[THE INPUT]

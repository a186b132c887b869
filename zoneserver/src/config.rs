//! `zone.toml`: the process-wide configuration `main` loads before
//! anything else exists (spec.md §3's `General:NeedCap`,
//! `Modules:AttachModules`, `Arenas:PermanentArenas`, plus the
//! authfile-specific `passwd.conf` settings this binary wires in).

use authfile::AuthFileSettings;
use flux::logging::LogConfig;
use serde::{Deserialize, Serialize};

#[derive(Clone, Serialize, Deserialize)]
pub struct ZoneServerConfig {
    pub general: General,
    pub modules: Modules,
    pub arenas: Arenas,
    #[serde(default)]
    pub log: LogConfig,
    #[serde(default)]
    pub auth: AuthFileSettings,
}

#[derive(Clone, Serialize, Deserialize)]
pub struct General {
    pub need_cap: bool,
    pub tick_interval_ms: u64,
    /// Server-chosen checksums the `LoginResponse` packet carries (spec.md
    /// §4.5); checksum computation itself is the map/exe-download
    /// collaborator's concern (spec.md §1), these are whatever values that
    /// collaborator published to config.
    #[serde(default)]
    pub server_version: u32,
    #[serde(default)]
    pub exe_checksum: u32,
    #[serde(default)]
    pub code_checksum: u32,
    #[serde(default)]
    pub news_checksum: u32,
    #[serde(default)]
    pub cont_version: u16,
}

impl Default for General {
    fn default() -> Self {
        General {
            need_cap: false,
            tick_interval_ms: 10,
            server_version: 1,
            exe_checksum: 0,
            code_checksum: 0,
            news_checksum: 0,
            cont_version: 40,
        }
    }
}

#[derive(Clone, Default, Serialize, Deserialize)]
pub struct Modules {
    pub attach_modules: String,
}

#[derive(Clone, Default, Serialize, Deserialize)]
pub struct Arenas {
    pub permanent_arenas: String,
}

impl Default for ZoneServerConfig {
    fn default() -> Self {
        ZoneServerConfig {
            general: General::default(),
            modules: Modules::default(),
            arenas: Arenas::default(),
            log: LogConfig::default(),
            auth: AuthFileSettings::default(),
        }
    }
}

impl ZoneServerConfig {
    /// Splits `Arenas:PermanentArenas` the same way
    /// `zone_core::config::ConfigHandle::get_list` does (spec.md §4.4).
    pub fn permanent_arenas(&self) -> Vec<String> {
        self.arenas
            .permanent_arenas
            .split(|c: char| c == ',' || c.is_whitespace())
            .filter(|s| !s.is_empty())
            .map(String::from)
            .collect()
    }

    pub fn attach_modules(&self) -> Vec<String> {
        self.modules
            .attach_modules
            .split(|c: char| c == ',' || c.is_whitespace())
            .filter(|s| !s.is_empty())
            .map(String::from)
            .collect()
    }
}

#[cfg(test)]
mod tests {
    use super::*;

    #[test]
    fn permanent_arenas_splits_on_spec_delimiters() {
        let mut config = ZoneServerConfig::default();
        config.arenas.permanent_arenas = "turf, duel\tasteroids".to_string();
        assert_eq!(config.permanent_arenas(), vec!["turf", "duel", "asteroids"]);
    }
}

[/THE INPUT]

Every line that holds the word "duel" should be copied from the records above.

- **EXPECTED OUTPUT**
        config.arenas.permanent_arenas = "turf, duel\tasteroids".to_string();
        assert_eq!(config.permanent_arenas(), vec!["turf", "duel", "asteroids"]);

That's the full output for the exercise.